Jun 10, 2011

Newsnight: Nadine Dorries on science and abortion

Nadine Dorries has appeared on Newsnight (currently available on iPlayer here, about 40 minutes into the show) and claimed that her stance on abortion was based not on faith, but on The Science. I have transcribed a brief section of the interview for your reading pleasure (I missed out all the umming and ahhing, but the rest of her comments have, I hope, been faithfully reproduced).
Well, none of the issues that I champion particularly, although they would be deemed to be faith issues, if I were to approach any of them from a faith perspective I would lose before I’ve even begun. And I’ll give you an example: I moved to have the upper limit at which abortion takes place from 20 weeks to 20, but that wasn’t on any faith basis, that was on the basis of the science and the morality of that it just seems to be wrong to aborting babies who could live if born at that particular gestation.
So... Dorries seems to be claiming that the science backed her position that the limit should have been changed from 24 weeks to 20. Did it?

Well, Ben Goldacre didn't seem to think so. Dr Goldacre referred to a study called Epicure, which found no significant improvement in survival rates for babies born at 22 or 23 weeks. Dorries seems to have based her position not on a large study, but on the claims of John Wyatt, a member of the Christian Medical Fellowship who gave evidence to a Commons committee on science and technology in 2007. It's not altogether clear what Prof Wyatt did to come up with his figures for improved survival rates.

Wyatt's original reference for his claims regarding improved survival rates was not a peer-reviewed, published study. It was an abstract for a conference presentation. A presentation that did not contain the figures he was quoting.

Wyatt then said that he had produced a spreadsheet especially for the committee he was giving evidence to. Unlike the large study I referred to earlier, Wyatt was working with small numbers, from just University College London hospitals. Goldacre described the data as:
...non-peer reviewed, non-published, utterly chaotic, personal communication of data, from 1996 to 2000, with no clear source, and with no information about how it was collected or analysed.
This is apparently what Dorries was referring to as "the science" - data that was clearly less reliable than the large study. If, rather than simply accepting that the best available evidence has findings that are inconvenient to your cause, you decide to quote less reliable evidence then you cannot claim that your move to change the limit on abortion from 24 weeks to 20 is based on the science. It simply isn't true.

Why did Dorries claim that her stance was "based on the science"? Well, this was her example of an issue that she could not approach from a faith perspective. She claims that if she did so she would lose on such issues before she'd begun. Perhaps that is the reason?

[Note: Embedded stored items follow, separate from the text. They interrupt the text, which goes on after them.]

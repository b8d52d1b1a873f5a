//! Compiled expressions.
//!
//! Compilation resolves every name against a context once, checks call arity
//! and sequence lengths, and folds sub-trees that do not depend on the sample
//! index. The resulting [`Program`] is then evaluated once per sample.

use std::sync::Arc;

use crate::ast::{is_truthy, BinaryOp, Expr};
use crate::builtins::{lookup_constant, lookup_function, MAX_ARGS};
use crate::context::{Context, Value};
use crate::error::{ExprError, ExprResult};
use crate::parser::parse;

#[derive(Debug, Clone)]
enum Node {
    Const(f64),
    Sequence(Arc<[f64]>),
    Neg(Box<Node>),
    Binary(BinaryOp, Box<Node>, Box<Node>),
    Call(fn(&[f64]) -> f64, Vec<Node>),
    Conditional(Box<Node>, Box<Node>, Box<Node>),
}

impl Node {
    fn as_const(&self) -> Option<f64> {
        match self {
            Node::Const(value) => Some(*value),
            _ => None,
        }
    }

    fn eval(&self, index: usize) -> f64 {
        match self {
            Node::Const(value) => *value,
            Node::Sequence(values) => values[index],
            Node::Neg(operand) => -operand.eval(index),
            Node::Binary(op, a, b) => op.apply(a.eval(index), b.eval(index)),
            Node::Call(call, args) => {
                let mut buffer = [0.0; MAX_ARGS];
                for (slot, arg) in buffer.iter_mut().zip(args) {
                    *slot = arg.eval(index);
                }
                call(&buffer[..args.len()])
            }
            Node::Conditional(condition, then, otherwise) => {
                if is_truthy(condition.eval(index)) {
                    then.eval(index)
                } else {
                    otherwise.eval(index)
                }
            }
        }
    }
}

/// An expression bound to a context, ready to fill buffers of a fixed length.
#[derive(Debug, Clone)]
pub struct Program {
    root: Node,
    length: usize,
}

impl Program {
    /// Parses `source` and binds it to `context` for outputs of `length` samples.
    pub fn compile(source: &str, context: &Context, length: usize) -> ExprResult<Self> {
        let expr = parse(source)?;
        Self::from_expr(&expr, context, length)
    }

    /// Binds an already parsed expression.
    pub fn from_expr(expr: &Expr, context: &Context, length: usize) -> ExprResult<Self> {
        let compiler = Compiler { context, length };
        Ok(Self {
            root: compiler.compile(expr)?,
            length,
        })
    }

    /// Output length this program was compiled for.
    pub fn len(&self) -> usize {
        self.length
    }

    /// Returns true if the program was compiled for empty outputs.
    pub fn is_empty(&self) -> bool {
        self.length == 0
    }

    /// Returns the value if the expression does not depend on the sample index.
    pub fn constant(&self) -> Option<f64> {
        self.root.as_const()
    }

    /// Evaluates the sample at `index`.
    ///
    /// # Panics
    ///
    /// Panics if `index` is not below [`Program::len`] and the expression reads a sequence.
    pub fn sample(&self, index: usize) -> f64 {
        self.root.eval(index)
    }

    /// Fills `output` with one sample per index.
    ///
    /// Returns [`ExprError::LengthMismatch`] if `output` does not have the
    /// compiled length.
    pub fn run(&self, output: &mut [f64]) -> ExprResult<()> {
        if output.len() != self.length {
            return Err(ExprError::LengthMismatch {
                name: "output".to_string(),
                expected: self.length,
                got: output.len(),
            });
        }
        if let Some(value) = self.constant() {
            output.fill(value);
            return Ok(());
        }
        for (index, sample) in output.iter_mut().enumerate() {
            *sample = self.root.eval(index);
        }
        Ok(())
    }
}

struct Compiler<'a> {
    context: &'a Context,
    length: usize,
}

impl Compiler<'_> {
    fn compile(&self, expr: &Expr) -> ExprResult<Node> {
        match expr {
            Expr::Number(value) => Ok(Node::Const(*value)),
            Expr::Variable(name) => self.variable(name),
            Expr::Neg(operand) => {
                let operand = self.compile(operand)?;
                Ok(match operand.as_const() {
                    Some(value) => Node::Const(-value),
                    None => Node::Neg(Box::new(operand)),
                })
            }
            Expr::Binary(op, a, b) => {
                let a = self.compile(a)?;
                let b = self.compile(b)?;
                Ok(match (a.as_const(), b.as_const()) {
                    (Some(a), Some(b)) => Node::Const(op.apply(a, b)),
                    _ => Node::Binary(*op, Box::new(a), Box::new(b)),
                })
            }
            Expr::Call(name, args) => self.call(name, args),
            Expr::Conditional(condition, then, otherwise) => {
                let condition = self.compile(condition)?;
                let then = self.compile(then)?;
                let otherwise = self.compile(otherwise)?;
                Ok(match condition.as_const() {
                    Some(value) if is_truthy(value) => then,
                    Some(_) => otherwise,
                    None => {
                        Node::Conditional(Box::new(condition), Box::new(then), Box::new(otherwise))
                    }
                })
            }
        }
    }

    fn variable(&self, name: &str) -> ExprResult<Node> {
        match self.context.get(name) {
            Some(Value::Scalar(value)) => Ok(Node::Const(*value)),
            Some(Value::Sequence(values)) => {
                if values.len() < self.length {
                    return Err(ExprError::LengthMismatch {
                        name: name.to_string(),
                        expected: self.length,
                        got: values.len(),
                    });
                }
                Ok(Node::Sequence(Arc::clone(values)))
            }
            None => lookup_constant(name).map(Node::Const).ok_or_else(|| {
                ExprError::UnknownVariable {
                    name: name.to_string(),
                }
            }),
        }
    }

    fn call(&self, name: &str, args: &[Expr]) -> ExprResult<Node> {
        let function = lookup_function(name).ok_or_else(|| ExprError::UnknownFunction {
            name: name.to_string(),
        })?;
        if !function.arity.accepts(args.len()) {
            return Err(ExprError::Arity {
                name: name.to_string(),
                expected: function.arity.to_string(),
                got: args.len(),
            });
        }

        let args = args
            .iter()
            .map(|arg| self.compile(arg))
            .collect::<ExprResult<Vec<_>>>()?;

        let constants: Option<Vec<f64>> = args.iter().map(Node::as_const).collect();
        Ok(match constants {
            Some(values) => Node::Const((function.call)(&values)),
            None => Node::Call(function.call, args),
        })
    }
}

#[cfg(test)]
mod tests {
    use super::*;
    use pretty_assertions::assert_eq;
    use std::f64::consts::TAU;

    fn context() -> Context {
        let mut context = Context::new();
        context.insert("n", vec![0.0, 1.0, 2.0, 3.0]);
        context.insert("f", 2.0);
        context
    }

    fn run(source: &str) -> ExprResult<Vec<f64>> {
        let mut output = vec![0.0; 4];
        Program::compile(source, &context(), 4)?.run(&mut output)?;
        Ok(output)
    }

    #[test]
    fn test_scalars_broadcast_and_sequences_index() {
        assert_eq!(run("n * f + 1").unwrap(), vec![1.0, 3.0, 5.0, 7.0]);
    }

    #[test]
    fn test_constant_folding() {
        let program = Program::compile("TAU * f / 2", &context(), 4).unwrap();
        assert_eq!(program.constant(), Some(TAU));

        let program = Program::compile("sin(n)", &context(), 4).unwrap();
        assert_eq!(program.constant(), None);
    }

    #[test]
    fn test_conditional_is_lazy_per_sample() {
        assert_eq!(run("n < 2 ? -1 : n").unwrap(), vec![-1.0, -1.0, 2.0, 3.0]);
    }

    #[test]
    fn test_library_call() {
        let output = run("square(n / 4)").unwrap();
        assert_eq!(output, vec![1.0, 1.0, -1.0, -1.0]);
    }

    #[test]
    fn test_non_finite_passes_through() {
        let output = run("1 / (n - 1)").unwrap();
        assert_eq!(output[0], -1.0);
        assert!(output[1].is_infinite());
        assert!(run("sqrt(-1 - n)").unwrap().iter().all(|x| x.is_nan()));
    }

    #[test]
    fn test_unknown_names() {
        assert_eq!(
            run("x + 1"),
            Err(ExprError::UnknownVariable {
                name: "x".to_string()
            })
        );
        assert_eq!(
            run("foo(1)"),
            Err(ExprError::UnknownFunction {
                name: "foo".to_string()
            })
        );
    }

    #[test]
    fn test_arity_checked() {
        assert_eq!(
            run("sin(1, 2)"),
            Err(ExprError::Arity {
                name: "sin".to_string(),
                expected: "1".to_string(),
                got: 2
            })
        );
        assert!(matches!(run("softSinh()"), Err(ExprError::Arity { .. })));
    }

    #[test]
    fn test_short_sequence_rejected() {
        let mut context = context();
        context.insert("curve", vec![0.0, 1.0]);
        let result = Program::compile("curve", &context, 4);
        assert!(matches!(result, Err(ExprError::LengthMismatch { got: 2, .. })));
    }

    #[test]
    fn test_output_length_checked() {
        let program = Program::compile("n", &context(), 4).unwrap();
        let mut output = vec![0.0; 3];
        assert!(matches!(
            program.run(&mut output),
            Err(ExprError::LengthMismatch { expected: 4, got: 3, .. })
        ));
    }
}
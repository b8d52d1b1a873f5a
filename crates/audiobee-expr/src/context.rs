//! Evaluation context: the names an expression can read.

use std::collections::btree_map;
use std::collections::BTreeMap;
use std::sync::Arc;

/// A bound value.
///
/// Sequences are shared, so cloning a context never copies sample data.
#[derive(Debug, Clone, PartialEq)]
pub enum Value {
    /// Same value for every sample.
    Scalar(f64),
    /// One value per sample index.
    Sequence(Arc<[f64]>),
}

impl Value {
    /// Number of samples for a sequence, `None` for a scalar.
    pub fn len(&self) -> Option<usize> {
        match self {
            Value::Scalar(_) => None,
            Value::Sequence(values) => Some(values.len()),
        }
    }

    /// Returns the scalar, if this is one.
    pub fn as_scalar(&self) -> Option<f64> {
        match self {
            Value::Scalar(value) => Some(*value),
            Value::Sequence(_) => None,
        }
    }
}

impl From<f64> for Value {
    fn from(value: f64) -> Self {
        Value::Scalar(value)
    }
}

impl From<Vec<f64>> for Value {
    fn from(values: Vec<f64>) -> Self {
        Value::Sequence(values.into())
    }
}

impl From<Arc<[f64]>> for Value {
    fn from(values: Arc<[f64]>) -> Self {
        Value::Sequence(values)
    }
}

/// Ordered mapping from names to values.
#[derive(Debug, Clone, Default, PartialEq)]
pub struct Context {
    bindings: BTreeMap<String, Value>,
}

impl Context {
    /// Creates an empty context.
    pub fn new() -> Self {
        Self::default()
    }

    /// Binds `name`, returning the value it replaces.
    pub fn insert(&mut self, name: impl Into<String>, value: impl Into<Value>) -> Option<Value> {
        self.bindings.insert(name.into(), value.into())
    }

    /// Returns a copy of this context with `name` bound to `value`.
    pub fn with(&self, name: impl Into<String>, value: impl Into<Value>) -> Self {
        let mut extended = self.clone();
        extended.insert(name, value);
        extended
    }

    /// Looks up a binding.
    pub fn get(&self, name: &str) -> Option<&Value> {
        self.bindings.get(name)
    }

    /// Returns true if `name` is bound.
    pub fn contains(&self, name: &str) -> bool {
        self.bindings.contains_key(name)
    }

    /// Number of bindings.
    pub fn len(&self) -> usize {
        self.bindings.len()
    }

    /// Returns true if nothing is bound.
    pub fn is_empty(&self) -> bool {
        self.bindings.is_empty()
    }

    /// Iterates bindings in name order.
    pub fn iter(&self) -> btree_map::Iter<'_, String, Value> {
        self.bindings.iter()
    }
}

impl<N: Into<String>, V: Into<Value>> FromIterator<(N, V)> for Context {
    fn from_iter<I: IntoIterator<Item = (N, V)>>(iter: I) -> Self {
        Self {
            bindings: iter
                .into_iter()
                .map(|(name, value)| (name.into(), value.into()))
                .collect(),
        }
    }
}
//! Error types for the render backend.

use audiobee_expr::ExprError;
use audiobee_spec::{BackendError, ProgressError, ValidationError};
use thiserror::Error;

/// Result type for render operations.
pub type RenderResult<T> = Result<T, RenderError>;

/// Errors that can occur during a render.
#[derive(Debug, Error)]
pub enum RenderError {
    /// The options failed validation; nothing was rendered.
    #[error("invalid options: {}", join_errors(.errors))]
    InvalidOptions {
        /// Every validation error found.
        errors: Vec<ValidationError>,
    },

    /// The expression failed for one channel.
    #[error(
        "expression failed for velocity {velocity}, frequency {frequency} Hz, channel {channel}: {source}"
    )]
    Expression {
        /// Velocity of the failing buffer.
        velocity: f64,
        /// Frequency of the failing buffer, after quantization.
        frequency: f64,
        /// Failing channel.
        channel: usize,
        /// Evaluator diagnostic.
        #[source]
        source: ExprError,
    },

    /// The progress callback returned an error.
    #[error("progress callback failed: {source}")]
    Progress {
        /// Error returned by the callback.
        #[source]
        source: ProgressError,
    },

    /// An evaluation task ended without reporting a result.
    #[error("evaluation task ended without reporting a result")]
    TaskLost,

    /// The runtime for a blocking render could not be created.
    #[error("failed to start render runtime: {0}")]
    Runtime(#[from] std::io::Error),

    /// A buffer cannot be encoded as WAV.
    #[error("cannot encode buffer as WAV: {message}")]
    Wav {
        /// Error message.
        message: String,
    },
}

fn join_errors(errors: &[ValidationError]) -> String {
    errors
        .iter()
        .map(ToString::to_string)
        .collect::<Vec<_>>()
        .join("; ")
}

impl RenderError {
    /// Creates a progress error.
    pub fn progress(source: ProgressError) -> Self {
        Self::Progress { source }
    }

    /// Creates a WAV encoding error.
    pub fn wav(message: impl Into<String>) -> Self {
        Self::Wav {
            message: message.into(),
        }
    }
}

impl BackendError for RenderError {
    fn code(&self) -> &'static str {
        match self {
            RenderError::InvalidOptions { .. } => "RENDER_001",
            RenderError::Expression { .. } => "RENDER_002",
            RenderError::Progress { .. } => "RENDER_003",
            RenderError::TaskLost => "RENDER_004",
            RenderError::Runtime(_) => "RENDER_005",
            RenderError::Wav { .. } => "RENDER_006",
        }
    }

    fn category(&self) -> &'static str {
        "render"
    }
}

Or perhaps she really did believe that The Science supported her point of view? I suppose that is plausible. I mean, if you are scientifically illiterate enough to be taken in by the hand of hope hoax, and so lacking in insight that you believe your version of events is more likely to be correct than that of the doctor conducting the operation, then I suppose it's quite possible that you might be sufficiently scientifically illiterate to believe that citing the back-of-a-fag-packet calculations of one man (when a large, well-conducted study has different results) means that the scientific evidence supports your position.